Information supplied.
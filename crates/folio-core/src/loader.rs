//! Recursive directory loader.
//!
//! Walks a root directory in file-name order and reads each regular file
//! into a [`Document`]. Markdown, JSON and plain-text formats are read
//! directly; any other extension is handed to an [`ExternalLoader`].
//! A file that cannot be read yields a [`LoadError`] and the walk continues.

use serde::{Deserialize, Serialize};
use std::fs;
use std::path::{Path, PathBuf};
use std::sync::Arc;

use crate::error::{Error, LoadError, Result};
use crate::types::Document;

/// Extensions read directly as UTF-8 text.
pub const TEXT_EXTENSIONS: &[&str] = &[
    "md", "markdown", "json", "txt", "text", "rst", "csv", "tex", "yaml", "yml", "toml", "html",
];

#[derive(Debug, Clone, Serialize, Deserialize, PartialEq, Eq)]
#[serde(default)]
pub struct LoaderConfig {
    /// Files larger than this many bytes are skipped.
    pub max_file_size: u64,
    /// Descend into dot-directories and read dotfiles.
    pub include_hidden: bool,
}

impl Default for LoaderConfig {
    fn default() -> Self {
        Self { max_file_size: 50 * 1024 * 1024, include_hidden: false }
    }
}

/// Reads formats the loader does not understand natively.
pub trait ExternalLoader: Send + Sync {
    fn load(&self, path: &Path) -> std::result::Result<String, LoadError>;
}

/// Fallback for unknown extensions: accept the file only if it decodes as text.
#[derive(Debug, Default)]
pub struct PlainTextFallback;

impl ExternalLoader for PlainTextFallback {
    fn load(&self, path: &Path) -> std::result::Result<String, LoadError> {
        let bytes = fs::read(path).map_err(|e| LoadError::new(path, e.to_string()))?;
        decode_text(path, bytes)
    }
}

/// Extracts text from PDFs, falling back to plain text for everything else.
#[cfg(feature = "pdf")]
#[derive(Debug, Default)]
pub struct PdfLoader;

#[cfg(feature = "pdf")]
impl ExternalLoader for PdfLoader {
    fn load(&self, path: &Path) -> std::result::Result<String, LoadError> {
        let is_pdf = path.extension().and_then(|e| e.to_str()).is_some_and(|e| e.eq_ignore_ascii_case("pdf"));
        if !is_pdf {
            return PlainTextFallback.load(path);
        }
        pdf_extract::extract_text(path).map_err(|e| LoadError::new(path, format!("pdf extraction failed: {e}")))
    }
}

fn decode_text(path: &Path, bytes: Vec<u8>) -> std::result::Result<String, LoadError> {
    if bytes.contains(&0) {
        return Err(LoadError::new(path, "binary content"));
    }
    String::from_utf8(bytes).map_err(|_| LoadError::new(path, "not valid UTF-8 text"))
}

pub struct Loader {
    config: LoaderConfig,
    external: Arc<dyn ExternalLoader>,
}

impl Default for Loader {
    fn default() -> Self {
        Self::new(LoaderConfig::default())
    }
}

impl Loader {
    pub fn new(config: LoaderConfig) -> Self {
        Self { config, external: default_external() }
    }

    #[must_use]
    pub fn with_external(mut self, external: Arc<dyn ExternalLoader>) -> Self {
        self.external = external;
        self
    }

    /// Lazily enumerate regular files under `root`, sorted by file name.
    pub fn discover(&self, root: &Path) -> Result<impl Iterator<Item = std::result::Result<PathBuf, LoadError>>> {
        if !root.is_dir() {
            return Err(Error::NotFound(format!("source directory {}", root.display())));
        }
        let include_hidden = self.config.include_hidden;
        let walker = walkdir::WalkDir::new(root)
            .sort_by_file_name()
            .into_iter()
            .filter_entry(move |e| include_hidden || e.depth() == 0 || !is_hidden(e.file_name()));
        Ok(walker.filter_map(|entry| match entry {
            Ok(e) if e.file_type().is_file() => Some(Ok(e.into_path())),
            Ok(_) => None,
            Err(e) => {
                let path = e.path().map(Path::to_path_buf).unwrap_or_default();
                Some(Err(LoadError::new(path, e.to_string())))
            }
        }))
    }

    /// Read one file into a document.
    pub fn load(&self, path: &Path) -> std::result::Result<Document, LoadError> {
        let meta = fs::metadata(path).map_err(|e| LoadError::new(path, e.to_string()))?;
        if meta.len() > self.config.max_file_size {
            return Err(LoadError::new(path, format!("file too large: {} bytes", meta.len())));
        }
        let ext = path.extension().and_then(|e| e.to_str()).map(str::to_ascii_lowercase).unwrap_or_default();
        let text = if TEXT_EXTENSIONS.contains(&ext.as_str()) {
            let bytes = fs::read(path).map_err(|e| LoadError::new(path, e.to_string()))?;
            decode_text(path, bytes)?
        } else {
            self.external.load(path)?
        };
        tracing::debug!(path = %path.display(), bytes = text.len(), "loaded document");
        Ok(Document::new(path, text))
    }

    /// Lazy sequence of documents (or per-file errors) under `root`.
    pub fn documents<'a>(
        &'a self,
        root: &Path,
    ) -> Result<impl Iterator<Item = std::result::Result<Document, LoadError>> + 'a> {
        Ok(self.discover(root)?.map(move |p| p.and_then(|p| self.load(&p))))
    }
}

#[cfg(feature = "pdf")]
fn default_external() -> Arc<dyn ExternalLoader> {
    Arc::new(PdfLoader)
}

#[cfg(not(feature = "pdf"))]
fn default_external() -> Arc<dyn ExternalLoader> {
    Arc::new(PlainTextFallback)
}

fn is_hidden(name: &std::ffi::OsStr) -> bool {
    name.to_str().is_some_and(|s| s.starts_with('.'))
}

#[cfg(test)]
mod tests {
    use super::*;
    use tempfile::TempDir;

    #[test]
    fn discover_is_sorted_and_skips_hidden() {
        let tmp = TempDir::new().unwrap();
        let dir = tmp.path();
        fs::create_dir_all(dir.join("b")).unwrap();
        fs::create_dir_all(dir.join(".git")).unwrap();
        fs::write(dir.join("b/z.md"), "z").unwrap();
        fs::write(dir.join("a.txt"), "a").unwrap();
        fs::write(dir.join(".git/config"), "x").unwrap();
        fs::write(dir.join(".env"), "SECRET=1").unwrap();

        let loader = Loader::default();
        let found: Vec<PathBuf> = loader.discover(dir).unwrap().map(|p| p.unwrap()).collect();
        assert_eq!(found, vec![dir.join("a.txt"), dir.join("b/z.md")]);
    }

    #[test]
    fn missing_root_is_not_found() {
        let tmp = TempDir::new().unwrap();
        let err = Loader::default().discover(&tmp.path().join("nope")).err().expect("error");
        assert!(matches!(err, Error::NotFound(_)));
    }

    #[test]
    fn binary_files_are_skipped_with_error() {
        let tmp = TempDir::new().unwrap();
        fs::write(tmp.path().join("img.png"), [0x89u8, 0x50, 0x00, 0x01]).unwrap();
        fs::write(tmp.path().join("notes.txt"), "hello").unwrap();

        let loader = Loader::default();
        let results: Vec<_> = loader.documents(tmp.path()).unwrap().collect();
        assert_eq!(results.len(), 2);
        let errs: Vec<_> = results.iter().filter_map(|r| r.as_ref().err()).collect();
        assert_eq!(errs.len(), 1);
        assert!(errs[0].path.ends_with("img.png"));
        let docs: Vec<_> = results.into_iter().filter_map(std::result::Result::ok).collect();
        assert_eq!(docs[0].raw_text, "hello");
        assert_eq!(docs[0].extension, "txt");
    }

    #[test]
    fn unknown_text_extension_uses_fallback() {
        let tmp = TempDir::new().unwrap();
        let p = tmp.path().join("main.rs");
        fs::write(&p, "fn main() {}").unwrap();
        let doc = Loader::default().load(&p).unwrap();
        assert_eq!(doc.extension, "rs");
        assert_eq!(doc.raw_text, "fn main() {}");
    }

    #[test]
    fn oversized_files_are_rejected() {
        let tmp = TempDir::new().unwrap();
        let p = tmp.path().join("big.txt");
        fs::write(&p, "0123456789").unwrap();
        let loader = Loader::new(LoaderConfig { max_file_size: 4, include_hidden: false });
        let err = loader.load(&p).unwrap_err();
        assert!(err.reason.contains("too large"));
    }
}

Your task. If a line in the material contains "PdfLoader", show it.

Reply to the task.
pub struct PdfLoader;
impl ExternalLoader for PdfLoader {
    Arc::new(PdfLoader)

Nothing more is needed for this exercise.